Increasing membrane concentrations of his₆ rab5 with or without GTPγS partially protect early endosome fusion from wortmannin inhibition. (a) Postnuclear supernatants containing avidin- or biotin-HRP—loaded early endosomes were separately preincubated for 10 min at 37°C with 60 μM GTPγS and 0, 50, 200, 500, or 1000 nM REP-1/rab5. Correspondingly treated avidin or biotin-HRP—containing fractions were then combined in a standard fusion assay for 40 min at 37°C in the presence (□) or absence (•) of wortmannin (100 nM). (b) Postnuclear supernatants were incubated as in Figure 6a. The samples were centrifuged and 13 μg of the pelleted fractions were loaded on a 13% SDS-PAGE gel. Rab5 was detected by Western blotting using a rab5 monoclonal antibody.

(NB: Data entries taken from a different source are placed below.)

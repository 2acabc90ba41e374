//! # ContourKit Core
//!
//! Core types for ContourKit.
//! Provides the height profile lookup table, the sketch command model,
//! unit conversion, clearance heights and the error hierarchy shared by
//! every stage of the conversion.

pub mod command;
pub mod error;
pub mod profile;
pub mod safety;
pub mod units;

pub use command::{Command, Opcode, DELIMITER};
pub use error::{CommandError, Error, ProfileError, Result, SketchError};
pub use profile::{parse_profile_points, ProfilePoint, ProfileTable};
pub use safety::{SafetyHeights, DEFAULT_FIXTURE_SAFE_HEIGHT, DEFAULT_MATERIAL_SAFE_HEIGHT};
pub use units::{format_coordinate, mm_to_inches, MM_PER_INCH, UNIT_LABEL};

The position of BHK-21 rab5 and his₆-tagged native rab5 is shown. (c) Postnuclear supernatants containing avidin- or biotin-HRP—loaded early endosomes were separately preincubated without added nucleotide for 10 min at 37°C with 0,50, 200, 500, or 1000 nM REP-1/rab.5 Correspondingly treated avidin or biotin-HRP containing fractions were then combined in a starndard fusion assay for 40 min at 37°C in the presence (□) or absence (•) of wortmannin (100 nM).